This exercise calls for an exact transcription. Set down every record below.

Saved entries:
* * * * * * *

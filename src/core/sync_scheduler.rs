use crate::core::tasks::BackgroundTasks;
use crate::core::{CacheService, CatalogSync, Clock, Environment, SystemClock};
use chrono::{DateTime, Utc};
use std::sync::Arc;
use std::time::Duration;
use tokio::sync::Mutex;

pub const SYNC_CATALOG_KEY: &str = "automation-catalog-sync-ts";
pub const DEFAULT_SYNC_INTERVAL: Duration = Duration::from_secs(60 * 60);

/// Request handlers whose traffic may kick off a catalog sync (prefix match).
pub const TARGET_HANDLERS: [&str; 5] = [
    "SolutionController",
    "ArchitecturesBomController",
    "ArchitecturesController",
    "AutomationCatalogController",
    "BomController",
];

pub fn is_sync_target(target: &str) -> bool {
    TARGET_HANDLERS.iter().any(|handler| target.starts_with(handler))
}

#[derive(Debug, Clone, Copy, PartialEq, Eq)]
pub enum SyncDecision {
    /// Environment or request target not eligible.
    Skipped,
    NotDue,
    Triggered,
}

#[derive(Debug, Clone, Copy, PartialEq, Eq)]
pub enum SchedulerState {
    Idle,
    Syncing,
}

/// Rate-limits background imports to one per interval across every process
/// sharing the cache. Without a cache the gate lives in this process only.
///
/// There is no timer: syncs are driven by request traffic, so with no
/// traffic they never run.
pub struct CatalogSyncScheduler {
    syncs: Vec<Arc<dyn CatalogSync>>,
    cache: Option<Arc<dyn CacheService>>,
    clock: Arc<dyn Clock>,
    environment: Environment,
    interval: Duration,
    tasks: Arc<BackgroundTasks>,
    gate: Mutex<Option<DateTime<Utc>>>,
}

impl CatalogSyncScheduler {
    pub fn new(syncs: Vec<Arc<dyn CatalogSync>>, environment: Environment) -> Self {
        Self {
            syncs,
            cache: None,
            clock: Arc::new(SystemClock),
            environment,
            interval: DEFAULT_SYNC_INTERVAL,
            tasks: Arc::new(BackgroundTasks::new()),
            gate: Mutex::new(None),
        }
    }

    pub fn with_cache(mut self, cache: Option<Arc<dyn CacheService>>) -> Self {
        self.cache = cache;
        self
    }

    pub fn with_clock(mut self, clock: Arc<dyn Clock>) -> Self {
        self.clock = clock;
        self
    }

    pub fn with_interval(mut self, interval: Duration) -> Self {
        self.interval = interval;
        self
    }

    pub fn tasks(&self) -> &Arc<BackgroundTasks> {
        &self.tasks
    }

    pub fn state(&self) -> SchedulerState {
        if self.tasks.in_flight() > 0 {
            SchedulerState::Syncing
        } else {
            SchedulerState::Idle
        }
    }

    /// Called once per handled request. Never waits for the sync itself.
    pub async fn on_request(&self, target: &str) -> SyncDecision {
        if !self.environment.runs_background_sync() {
            return SyncDecision::Skipped;
        }
        if !is_sync_target(target) {
            return SyncDecision::Skipped;
        }

        // Held across read-decide-write so one process triggers at most once per window.
        let mut gate = self.gate.lock().await;
        let now = self.clock.now();
        let next_sync_at = match self.cache.as_deref() {
            Some(cache) => self.read_mark(cache).await.or(*gate),
            None => *gate,
        };

        if let Some(next_sync_at) = next_sync_at {
            if now < next_sync_at {
                return SyncDecision::NotDue;
            }
        }

        self.trigger();

        let interval =
            chrono::Duration::from_std(self.interval).unwrap_or_else(|_| chrono::Duration::zero());
        let next = now + interval;
        *gate = Some(next);
        if let Some(cache) = self.cache.as_deref() {
            let mark = next.timestamp_millis().to_string();
            if let Err(e) = cache.set(SYNC_CATALOG_KEY, &mark, None).await {
                tracing::warn!("Failed to store next sync time in cache: {}", e);
            }
        }
        tracing::info!("Next catalog sync not before {}", next);

        SyncDecision::Triggered
    }

    /// Starts every sync job detached, bypassing the rate gate.
    pub fn trigger(&self) {
        tracing::info!("🔄 Synchronizing public solutions and BOMs");
        for sync in &self.syncs {
            let sync = sync.clone();
            self.tasks.spawn(sync.name(), async move { sync.sync().await });
        }
    }

    async fn read_mark(&self, cache: &dyn CacheService) -> Option<DateTime<Utc>> {
        match cache.get(SYNC_CATALOG_KEY).await {
            Ok(Some(raw)) => match raw.trim().parse::<i64>() {
                Ok(millis) => DateTime::from_timestamp_millis(millis),
                Err(_) => {
                    tracing::warn!("Ignoring malformed sync timestamp '{}'", raw);
                    None
                }
            },
            Ok(None) => None,
            Err(e) => {
                tracing::warn!("Failed to read {} from cache: {}", SYNC_CATALOG_KEY, e);
                None
            }
        }
    }
}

* * * * * * *

Exercise solution:
filename src/core/sync_scheduler.rs
use crate::core::tasks::BackgroundTasks;
use crate::core::{CacheService, CatalogSync, Clock, Environment, SystemClock};
use chrono::{DateTime, Utc};
use std::sync::Arc;
use std::time::Duration;
use tokio::sync::Mutex;

pub const SYNC_CATALOG_KEY: &str = "automation-catalog-sync-ts";
pub const DEFAULT_SYNC_INTERVAL: Duration = Duration::from_secs(60 * 60);

/// Request handlers whose traffic may kick off a catalog sync (prefix match).
pub const TARGET_HANDLERS: [&str; 5] = [
    "SolutionController",
    "ArchitecturesBomController",
    "ArchitecturesController",
    "AutomationCatalogController",
    "BomController",
];

pub fn is_sync_target(target: &str) -> bool {
    TARGET_HANDLERS.iter().any(|handler| target.starts_with(handler))
}

#[derive(Debug, Clone, Copy, PartialEq, Eq)]
pub enum SyncDecision {
    /// Environment or request target not eligible.
    Skipped,
    NotDue,
    Triggered,
}

#[derive(Debug, Clone, Copy, PartialEq, Eq)]
pub enum SchedulerState {
    Idle,
    Syncing,
}

/// Rate-limits background imports to one per interval across every process
/// sharing the cache. Without a cache the gate lives in this process only.
///
/// There is no timer: syncs are driven by request traffic, so with no
/// traffic they never run.
pub struct CatalogSyncScheduler {
    syncs: Vec<Arc<dyn CatalogSync>>,
    cache: Option<Arc<dyn CacheService>>,
    clock: Arc<dyn Clock>,
    environment: Environment,
    interval: Duration,
    tasks: Arc<BackgroundTasks>,
    gate: Mutex<Option<DateTime<Utc>>>,
}

impl CatalogSyncScheduler {
    pub fn new(syncs: Vec<Arc<dyn CatalogSync>>, environment: Environment) -> Self {
        Self {
            syncs,
            cache: None,
            clock: Arc::new(SystemClock),
            environment,
            interval: DEFAULT_SYNC_INTERVAL,
            tasks: Arc::new(BackgroundTasks::new()),
            gate: Mutex::new(None),
        }
    }

    pub fn with_cache(mut self, cache: Option<Arc<dyn CacheService>>) -> Self {
        self.cache = cache;
        self
    }

    pub fn with_clock(mut self, clock: Arc<dyn Clock>) -> Self {
        self.clock = clock;
        self
    }

    pub fn with_interval(mut self, interval: Duration) -> Self {
        self.interval = interval;
        self
    }

    pub fn tasks(&self) -> &Arc<BackgroundTasks> {
        &self.tasks
    }

    pub fn state(&self) -> SchedulerState {
        if self.tasks.in_flight() > 0 {
            SchedulerState::Syncing
        } else {
            SchedulerState::Idle
        }
    }

    /// Called once per handled request. Never waits for the sync itself.
    pub async fn on_request(&self, target: &str) -> SyncDecision {
        if !self.environment.runs_background_sync() {
            return SyncDecision::Skipped;
        }
        if !is_sync_target(target) {
            return SyncDecision::Skipped;
        }

        // Held across read-decide-write so one process triggers at most once per window.
        let mut gate = self.gate.lock().await;
        let now = self.clock.now();
        let next_sync_at = match self.cache.as_deref() {
            Some(cache) => self.read_mark(cache).await.or(*gate),
            None => *gate,
        };

        if let Some(next_sync_at) = next_sync_at {
            if now < next_sync_at {
                return SyncDecision::NotDue;
            }
        }

        self.trigger();

        let interval =
            chrono::Duration::from_std(self.interval).unwrap_or_else(|_| chrono::Duration::zero());
        let next = now + interval;
        *gate = Some(next);
        if let Some(cache) = self.cache.as_deref() {
            let mark = next.timestamp_millis().to_string();
            if let Err(e) = cache.set(SYNC_CATALOG_KEY, &mark, None).await {
                tracing::warn!("Failed to store next sync time in cache: {}", e);
            }
        }
        tracing::info!("Next catalog sync not before {}", next);

        SyncDecision::Triggered
    }

    /// Starts every sync job detached, bypassing the rate gate.
    pub fn trigger(&self) {
        tracing::info!("🔄 Synchronizing public solutions and BOMs");
        for sync in &self.syncs {
            let sync = sync.clone();
            self.tasks.spawn(sync.name(), async move { sync.sync().await });
        }
    }

    async fn read_mark(&self, cache: &dyn CacheService) -> Option<DateTime<Utc>> {
        match cache.get(SYNC_CATALOG_KEY).await {
            Ok(Some(raw)) => match raw.trim().parse::<i64>() {
                Ok(millis) => DateTime::from_timestamp_millis(millis),
                Err(_) => {
                    tracing::warn!("Ignoring malformed sync timestamp '{}'", raw);
                    None
                }
            },
            Ok(None) => None,
            Err(e) => {
                tracing::warn!("Failed to read {} from cache: {}", SYNC_CATALOG_KEY, e);
                None
            }
        }
    }
}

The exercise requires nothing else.